WHAT THE TASK REQUIRES:
Below are entries; work out how many of their lines include the string "XorEncryption", and reply with the number only.

Saved entries:
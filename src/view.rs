/*
    Copyright © 2023, ParallelChain Lab
    Licensed under the Apache License, Version 2.0: http://www.apache.org/licenses/LICENSE-2.0
*/

//! User views: the named derived logs that [`Applier::apply`](crate::applier::Applier::apply)
//! writes into.
//!
//! During an update, views are handed to `apply` as a [`Views`], which only allows appending.
//! Outside of updates, [`Base::view`](crate::base::Base::view) gives out [`ViewSnapshot`]s.
//!
//! A snapshot reads the view's log directly for as long as the view only grows. Before the view is
//! truncated below a snapshot's length, the blocks the snapshot covers are copied into it, so a
//! snapshot never observes a reorg.

use std::sync::{Arc, Mutex, PoisonError, Weak};

use crate::{
    append_log::{AppendLog, AppendLogError},
    applier::ApplyError,
    types::data_types::LogKey,
};

/// A view as tracked by the apply state.
pub(crate) struct ViewState<L: AppendLog> {
    pub(crate) name: String,
    pub(crate) log: L,
    /// Key the System records for this view. Differs from `log.key()` between an indexer-set
    /// change and the migration that follows once the change is indexed.
    pub(crate) key: LogKey,
    /// Length of the view as of the indexed System length.
    pub(crate) indexed_length: u64,
    /// Snapshots of `log` that may still be read, with the length each one covers.
    snapshots: Mutex<Vec<(u64, Weak<Detached>)>>,
}

impl<L: AppendLog> ViewState<L> {
    pub(crate) fn new(name: String, log: L) -> ViewState<L> {
        let key = log.key();
        let indexed_length = log.length();
        ViewState {
            name,
            log,
            key,
            indexed_length,
            snapshots: Mutex::new(Vec::new()),
        }
    }

    pub(crate) fn snapshot(&self) -> ViewSnapshot<L> {
        let length = self.log.length();
        let detached = Arc::new(Detached::default());
        let mut snapshots = self.snapshots.lock().unwrap_or_else(PoisonError::into_inner);
        snapshots.retain(|(_, snapshot)| snapshot.strong_count() > 0);
        snapshots.push((length, Arc::downgrade(&detached)));

        ViewSnapshot {
            name: self.name.clone(),
            log: self.log.clone(),
            length,
            indexed_length: self.indexed_length,
            detached,
        }
    }

    /// Truncate the log to `length`, detaching every snapshot that covers more than that.
    pub(crate) fn truncate(&mut self, length: u64) -> Result<(), AppendLogError> {
        if self.log.length() <= length {
            return Ok(());
        }
        let log = &self.log;
        let snapshots = self
            .snapshots
            .get_mut()
            .unwrap_or_else(PoisonError::into_inner);
        snapshots.retain(|(covered, snapshot)| {
            if *covered <= length {
                return true;
            }
            if let Some(snapshot) = snapshot.upgrade() {
                let blocks = (0..*covered).map(|index| log.get(index)).collect();
                *snapshot
                    .blocks
                    .lock()
                    .unwrap_or_else(PoisonError::into_inner) = Some(blocks);
            }
            false
        });
        self.log.truncate(length)
    }

    /// Move the view onto `log`. Snapshots of a different previous log keep reading it, since it
    /// is not written to anymore.
    pub(crate) fn replace_log(&mut self, log: L) {
        if log.key() != self.log.key() {
            self.snapshots
                .get_mut()
                .unwrap_or_else(PoisonError::into_inner)
                .clear();
        }
        self.key = log.key();
        self.log = log;
    }
}

/// The blocks a snapshot covers, copied out of the view before it was truncated.
#[derive(Default)]
struct Detached {
    blocks: Mutex<Option<Vec<Option<Vec<u8>>>>>,
}

/// The views of a base, as seen by `apply`.
pub struct Views<'a, L: AppendLog> {
    views: &'a mut [ViewState<L>],
}

impl<'a, L: AppendLog> Views<'a, L> {
    pub(crate) fn new(views: &'a mut [ViewState<L>]) -> Self {
        Self { views }
    }

    fn find(&self, name: &str) -> Result<&ViewState<L>, ApplyError> {
        self.views
            .iter()
            .find(|view| view.name == name)
            .ok_or_else(|| ApplyError::ViewNotFound {
                name: name.to_string(),
            })
    }

    /// Append `block` to the view `name`, returning the view's new length.
    pub fn append(&mut self, name: &str, block: Vec<u8>) -> Result<u64, ApplyError> {
        let view = self
            .views
            .iter_mut()
            .find(|view| view.name == name)
            .ok_or_else(|| ApplyError::ViewNotFound {
                name: name.to_string(),
            })?;
        Ok(view.log.append(vec![block])?)
    }

    pub fn length(&self, name: &str) -> Result<u64, ApplyError> {
        Ok(self.find(name)?.log.length())
    }

    pub fn get(&self, name: &str, index: u64) -> Result<Option<Vec<u8>>, ApplyError> {
        Ok(self.find(name)?.log.get(index))
    }

    pub fn names(&self) -> impl Iterator<Item = &str> {
        self.views.iter().map(|view| view.name.as_str())
    }
}

/// A read-only snapshot of a view. Its content does not change when the view is reordered.
pub struct ViewSnapshot<L: AppendLog> {
    name: String,
    log: L,
    length: u64,
    indexed_length: u64,
    detached: Arc<Detached>,
}

impl<L: AppendLog> ViewSnapshot<L> {
    pub fn name(&self) -> &str {
        &self.name
    }

    /// Key of the log backing the view when the snapshot was taken.
    pub fn key(&self) -> LogKey {
        self.log.key()
    }

    /// Length of the view when the snapshot was taken, including unconfirmed content.
    pub fn length(&self) -> u64 {
        self.length
    }

    /// Length of the part of the view that can no longer be reordered.
    pub fn indexed_length(&self) -> u64 {
        self.indexed_length
    }

    /// Length of the part of the view committed by a quorum of indexers.
    pub fn signed_length(&self) -> u64 {
        self.log.signed_length().min(self.length)
    }

    /// Get the block at `index`, if it is part of the snapshot and available.
    pub fn get(&self, index: u64) -> Option<Vec<u8>> {
        if index >= self.length {
            return None;
        }
        let detached = self
            .detached
            .blocks
            .lock()
            .unwrap_or_else(PoisonError::into_inner);
        match detached.as_ref() {
            Some(blocks) => blocks.get(index as usize).cloned().flatten(),
            None => self.log.get(index),
        }
    }

    /// Whether the view was truncated below this snapshot's length since it was taken.
    pub fn is_detached(&self) -> bool {
        self.detached
            .blocks
            .lock()
            .unwrap_or_else(PoisonError::into_inner)
            .is_some()
    }
}

impl From<AppendLogError> for ApplyError {
    fn from(value: AppendLogError) -> Self {
        ApplyError::AppendLog(value)
    }
}
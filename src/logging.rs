/*
    Copyright © 2023, ParallelChain Lab
    Licensed under the Apache License, Version 2.0: http://www.apache.org/licenses/LICENSE-2.0
*/

//! Functions that log out events.
//!
//! The logs defined in this module are printed if the user enabled them via the base's
//! [config](crate::config::Configuration).
//!
//! This crate logs using the [log](https://docs.rs/log/latest/log/) crate. To get these messages
//! printed onto a terminal or to a file, set up a
//! [logging implementation](https://docs.rs/log/latest/log/#available-logging-implementations).
//!
//! ## Log message format
//!
//! Log messages are CSVs (Comma Separated Values) with at least two values. The first two values are
//! always:
//! 1. The name of the [event](crate::events) in PascalCase (defined in this module as constants).
//! 2. The time the event was emitted (as number of seconds since the Unix Epoch).
//!
//! The rest of the values differ depending on the kind of event. For example, the following snippet
//! is how a [Sign](crate::events::SignEvent) is printed:
//!
//! ```text
//! Sign, 1701329264, fNGCJyk, 12
//! ```
//!
//! In the snippet:
//! - The third value is the first seven characters of the Base64 encoding of the key of the signed
//!   log.
//! - The fourth value is the length the log was signed at.

use crate::events::*;
use base64::{engine::general_purpose::STANDARD_NO_PAD, Engine as _};
use log;
use std::time::SystemTime;

// Names of each event in PascalCase for printing:
pub const APPEND: &str = "Append";
pub const APPLY: &str = "Apply";
pub const TRUNCATE: &str = "Truncate";
pub const INDEX: &str = "Index";
pub const SIGN: &str = "Sign";

pub const ADD_WRITER: &str = "AddWriter";
pub const REMOVE_WRITER: &str = "RemoveWriter";
pub const UPDATE_INDEXERS: &str = "UpdateIndexers";

pub const START_FAST_FORWARD: &str = "StartFastForward";
pub const END_FAST_FORWARD: &str = "EndFastForward";

pub const INTERRUPT: &str = "Interrupt";
pub const ERROR: &str = "Error";

/// Implemented by event types. Used to get a closure that logs the event.
pub(crate) trait Logger {
    /// Returns a pointer to the default logging handler for a given event type.
    fn get_logger() -> Box<dyn Fn(&Self) + Send>;
}

impl Logger for AppendEvent {
    fn get_logger() -> Box<dyn Fn(&Self) + Send> {
        let logger = |append_event: &AppendEvent| {
            log::info!(
                "{}, {}, {}, {}, {}",
                APPEND,
                secs_since_unix_epoch(append_event.timestamp),
                first_seven_base64_chars(&append_event.head.key.bytes()),
                append_event.head.length,
                append_event.count
            )
        };
        Box::new(logger)
    }
}

impl Logger for ApplyEvent {
    fn get_logger() -> Box<dyn Fn(&Self) + Send> {
        let logger = |apply_event: &ApplyEvent| {
            log::info!(
                "{}, {}, {}, {}",
                APPLY,
                secs_since_unix_epoch(apply_event.timestamp),
                apply_event.count,
                apply_event.indexed
            )
        };
        Box::new(logger)
    }
}

impl Logger for TruncateEvent {
    fn get_logger() -> Box<dyn Fn(&Self) + Send> {
        let logger = |truncate_event: &TruncateEvent| {
            log::info!(
                "{}, {}, {}, {}",
                TRUNCATE,
                secs_since_unix_epoch(truncate_event.timestamp),
                truncate_event.length,
                truncate_event.popped
            )
        };
        Box::new(logger)
    }
}

impl Logger for IndexEvent {
    fn get_logger() -> Box<dyn Fn(&Self) + Send> {
        let logger = |index_event: &IndexEvent| {
            log::info!(
                "{}, {}, {}",
                INDEX,
                secs_since_unix_epoch(index_event.timestamp),
                index_event.length
            )
        };
        Box::new(logger)
    }
}

impl Logger for SignEvent {
    fn get_logger() -> Box<dyn Fn(&Self) + Send> {
        let logger = |sign_event: &SignEvent| {
            log::info!(
                "{}, {}, {}, {}",
                SIGN,
                secs_since_unix_epoch(sign_event.timestamp),
                first_seven_base64_chars(&sign_event.key.bytes()),
                sign_event.length
            )
        };
        Box::new(logger)
    }
}

impl Logger for AddWriterEvent {
    fn get_logger() -> Box<dyn Fn(&Self) + Send> {
        let logger = |add_writer_event: &AddWriterEvent| {
            log::info!(
                "{}, {}, {}, {}",
                ADD_WRITER,
                secs_since_unix_epoch(add_writer_event.timestamp),
                first_seven_base64_chars(&add_writer_event.writer.bytes()),
                add_writer_event.indexer
            )
        };
        Box::new(logger)
    }
}

impl Logger for RemoveWriterEvent {
    fn get_logger() -> Box<dyn Fn(&Self) + Send> {
        let logger = |remove_writer_event: &RemoveWriterEvent| {
            log::info!(
                "{}, {}, {}",
                REMOVE_WRITER,
                secs_since_unix_epoch(remove_writer_event.timestamp),
                first_seven_base64_chars(&remove_writer_event.writer.bytes())
            )
        };
        Box::new(logger)
    }
}

impl Logger for UpdateIndexersEvent {
    fn get_logger() -> Box<dyn Fn(&Self) + Send> {
        let logger = |update_indexers_event: &UpdateIndexersEvent| {
            let indexers = update_indexers_event
                .indexers
                .iter()
                .map(|indexer| first_seven_base64_chars(&indexer.bytes()))
                .collect::<Vec<_>>()
                .join(" ");
            log::info!(
                "{}, {}, {}, {}",
                UPDATE_INDEXERS,
                secs_since_unix_epoch(update_indexers_event.timestamp),
                first_seven_base64_chars(&update_indexers_event.system_key.bytes()),
                indexers
            )
        };
        Box::new(logger)
    }
}

impl Logger for StartFastForwardEvent {
    fn get_logger() -> Box<dyn Fn(&Self) + Send> {
        let logger = |start_fast_forward_event: &StartFastForwardEvent| {
            log::info!(
                "{}, {}, {}, {}",
                START_FAST_FORWARD,
                secs_since_unix_epoch(start_fast_forward_event.timestamp),
                first_seven_base64_chars(&start_fast_forward_event.key.bytes()),
                start_fast_forward_event.length
            )
        };
        Box::new(logger)
    }
}

impl Logger for EndFastForwardEvent {
    fn get_logger() -> Box<dyn Fn(&Self) + Send> {
        let logger = |end_fast_forward_event: &EndFastForwardEvent| {
            log::info!(
                "{}, {}, {}, {}",
                END_FAST_FORWARD,
                secs_since_unix_epoch(end_fast_forward_event.timestamp),
                first_seven_base64_chars(&end_fast_forward_event.key.bytes()),
                match end_fast_forward_event.length {
                    Some(length) => length.to_string(),
                    None => String::from("aborted"),
                }
            )
        };
        Box::new(logger)
    }
}

impl Logger for InterruptEvent {
    fn get_logger() -> Box<dyn Fn(&Self) + Send> {
        let logger = |interrupt_event: &InterruptEvent| {
            log::warn!(
                "{}, {}, {}",
                INTERRUPT,
                secs_since_unix_epoch(interrupt_event.timestamp),
                interrupt_event.reason
            )
        };
        Box::new(logger)
    }
}

impl Logger for ErrorEvent {
    fn get_logger() -> Box<dyn Fn(&Self) + Send> {
        let logger = |error_event: &ErrorEvent| {
            log::error!(
                "{}, {}, {}",
                ERROR,
                secs_since_unix_epoch(error_event.timestamp),
                error_event.error
            )
        };
        Box::new(logger)
    }
}

// Get a more readable representation of a bytesequence by base64-encoding it and taking the first 7 characters.
fn first_seven_base64_chars(bytes: &[u8]) -> String {
    let encoded = STANDARD_NO_PAD.encode(bytes);
    if encoded.len() > 7 {
        encoded[0..7].to_string()
    } else {
        encoded
    }
}

fn secs_since_unix_epoch(timestamp: SystemTime) -> u64 {
    timestamp
        .duration_since(SystemTime::UNIX_EPOCH)
        .map(|duration| duration.as_secs())
        .unwrap_or(0)
}
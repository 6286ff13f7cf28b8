/*
    Copyright © 2023, ParallelChain Lab
    Licensed under the Apache License, Version 2.0: http://www.apache.org/licenses/LICENSE-2.0
*/

//! Manifests: the signer sets and prologues that determine the identity of an append log.

use borsh::{BorshDeserialize, BorshSerialize};

use super::{
    crypto_primitives::{hash_parts, VerifyingKey},
    data_types::{CryptoHash, LogKey},
    encode,
};

/// Version of the manifest format.
pub const MANIFEST_VERSION: u32 = 1;

/// Namespace every writer signs its own oplog blocks under.
pub const WRITER_NAMESPACE: &[u8] = b"causal_base/writer";

/// One party whose signatures count towards the quorum of a log.
#[derive(Clone, PartialEq, Eq, Debug, BorshSerialize, BorshDeserialize)]
pub struct ManifestSigner {
    pub public_key: [u8; 32],
    pub namespace: CryptoHash,
}

/// A commitment to the first `length` blocks of a log, chaining a migrated log to the content of
/// the log it replaces.
#[derive(Clone, Copy, PartialEq, Eq, Debug, BorshSerialize, BorshDeserialize)]
pub struct Prologue {
    pub hash: CryptoHash,
    pub length: u64,
}

/// Describes who may sign a log, how many of them must, and which content it extends.
#[derive(Clone, PartialEq, Eq, Debug, BorshSerialize, BorshDeserialize)]
pub struct Manifest {
    pub version: u32,
    pub quorum: u32,
    pub signers: Vec<ManifestSigner>,
    pub prologue: Option<Prologue>,
    /// Logs that must be available alongside this one (e.g., the previous core of a fork chain).
    pub linked: Vec<LogKey>,
}

impl Manifest {
    /// The key of a log is the hash of its manifest.
    pub fn key(&self) -> LogKey {
        LogKey::new(hash_parts(&[b"manifest", &encode(self)]).bytes())
    }

    /// The manifest of a writer's local log: a single signer, quorum of one.
    pub fn writer(public_key: &VerifyingKey) -> Manifest {
        Manifest {
            version: MANIFEST_VERSION,
            quorum: 1,
            signers: vec![ManifestSigner {
                public_key: public_key.to_bytes(),
                namespace: hash_parts(&[WRITER_NAMESPACE]),
            }],
            prologue: None,
            linked: Vec::new(),
        }
    }

    /// Position of `public_key` in the signer list.
    pub fn signer_position(&self, public_key: &[u8; 32]) -> Option<usize> {
        self.signers
            .iter()
            .position(|signer| &signer.public_key == public_key)
    }

    /// Length of the content this log inherits through its prologue.
    pub fn prologue_length(&self) -> u64 {
        self.prologue.map(|p| p.length).unwrap_or(0)
    }
}
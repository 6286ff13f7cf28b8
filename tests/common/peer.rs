use std::time::Duration;

use ed25519_dalek::SigningKey;
use rand_core::OsRng;

use causal_base::{
    base::{Base, BaseSpec},
    config::Configuration,
    types::{data_types::LogKey, manifest::Manifest},
};

use crate::common::{
    encryption::XorEncryption,
    logging::log_with_context,
    mem_db::MemDB,
    mem_log::{replicate, MemLogStore},
    network::NetworkStub,
    test_applier::{TestApplier, OUTPUT},
};

pub(crate) type TestBase = Base<MemDB, MemLogStore, TestApplier, NetworkStub>;

/// Things a Peer can be started with besides its keypair and network.
#[derive(Clone)]
pub(crate) struct PeerOptions {
    pub(crate) bootstrap: Option<LogKey>,
    pub(crate) optimistic: bool,
    pub(crate) fast_forward: bool,
    pub(crate) fast_forward_minimum: u64,
    pub(crate) fast_forward_timeout: Duration,
    pub(crate) encryption: Option<u8>,
}

impl Default for PeerOptions {
    fn default() -> Self {
        PeerOptions {
            bootstrap: None,
            optimistic: false,
            fast_forward: false,
            fast_forward_minimum: 16,
            fast_forward_timeout: Duration::from_millis(500),
            encryption: None,
        }
    }
}

/// One base together with the stores it runs on, so that it can be restarted from them.
pub(crate) struct Peer {
    keypair: SigningKey,
    network: NetworkStub,
    options: PeerOptions,
    pub(crate) store: MemLogStore,
    pub(crate) kv_store: MemDB,
    pub(crate) base: TestBase,
}

impl Peer {
    pub(crate) fn new(keypair: SigningKey, network: NetworkStub, options: PeerOptions) -> Peer {
        Peer::start(keypair, network, options, MemLogStore::new(), MemDB::new())
    }

    fn start(
        keypair: SigningKey,
        network: NetworkStub,
        options: PeerOptions,
        store: MemLogStore,
        kv_store: MemDB,
    ) -> Peer {
        let base = start_base(
            keypair.clone(),
            network.clone(),
            options.clone(),
            store.clone(),
            kv_store.clone(),
        );
        Peer {
            keypair,
            network,
            options,
            store,
            kv_store,
            base,
        }
    }

    /// Drop the base and start a new one on the same stores.
    pub(crate) fn restart(self) -> Peer {
        let Peer {
            keypair,
            network,
            options,
            store,
            kv_store,
            base,
        } = self;
        drop(base);
        Peer::start(keypair, network, options, store, kv_store)
    }

    /// Key of the peer's writer log.
    pub(crate) fn key(&self) -> LogKey {
        self.base.local_key()
    }

    pub(crate) fn append(&mut self, value: &[u8]) {
        self.base.append(value.to_vec()).unwrap();
    }

    /// Every block of the `output` view, including unconfirmed ones.
    pub(crate) fn output(&self) -> Vec<Vec<u8>> {
        let view = self.base.view(OUTPUT).unwrap();
        (0..view.length()).map(|i| view.get(i).unwrap()).collect()
    }

    pub(crate) fn output_indexed_length(&self) -> u64 {
        self.base.view(OUTPUT).unwrap().indexed_length()
    }
}

pub(crate) fn start_base(
    keypair: SigningKey,
    network: NetworkStub,
    options: PeerOptions,
    store: MemLogStore,
    kv_store: MemDB,
) -> TestBase {
    let configuration = Configuration::builder()
        .me(keypair)
        .bootstrap(options.bootstrap)
        .optimistic(options.optimistic)
        .fast_forward(options.fast_forward)
        .fast_forward_minimum(options.fast_forward_minimum)
        .fast_forward_timeout(options.fast_forward_timeout)
        .ack_threshold(2)
        .log_events(false)
        .build();

    match options.encryption {
        Some(secret) => BaseSpec::builder()
            .store(store)
            .kv_store(kv_store)
            .applier(TestApplier)
            .network(network)
            .configuration(configuration)
            .encryption(XorEncryption::new(secret))
            .build()
            .start()
            .unwrap(),
        None => BaseSpec::builder()
            .store(store)
            .kv_store(kv_store)
            .applier(TestApplier)
            .network(network)
            .configuration(configuration)
            .build()
            .start()
            .unwrap(),
    }
}

pub(crate) fn keypairs(n: usize) -> Vec<SigningKey> {
    let mut csprg = OsRng {};
    (0..n).map(|_| SigningKey::generate(&mut csprg)).collect()
}

/// Key of the writer log of the holder of `keypair`.
pub(crate) fn writer_key(keypair: &SigningKey) -> LogKey {
    Manifest::writer(&keypair.verifying_key()).key()
}

/// Replicate every peer's writer logs to every other peer, then update them all.
pub(crate) fn sync(peers: &mut [&mut Peer]) {
    for i in 0..peers.len() {
        for j in 0..peers.len() {
            if i != j {
                replicate(&peers[i].store, &peers[j].store);
            }
        }
    }
    for peer in peers.iter_mut() {
        peer.base.update().unwrap();
    }
}

/// Let every indexer among `peers` append an empty node, twice, syncing in between, so that
/// everything the peers have appended so far becomes indexed.
pub(crate) fn confirm(peers: &mut [&mut Peer]) {
    for _ in 0..2 {
        for i in 0..peers.len() {
            sync(peers);
            if peers[i].base.is_indexer() {
                log_with_context(Some(peers[i].key()), "Acknowledging");
                peers[i].base.force_ack().unwrap();
            }
        }
    }
    sync(peers);
}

WRITTEN ANSWER:
2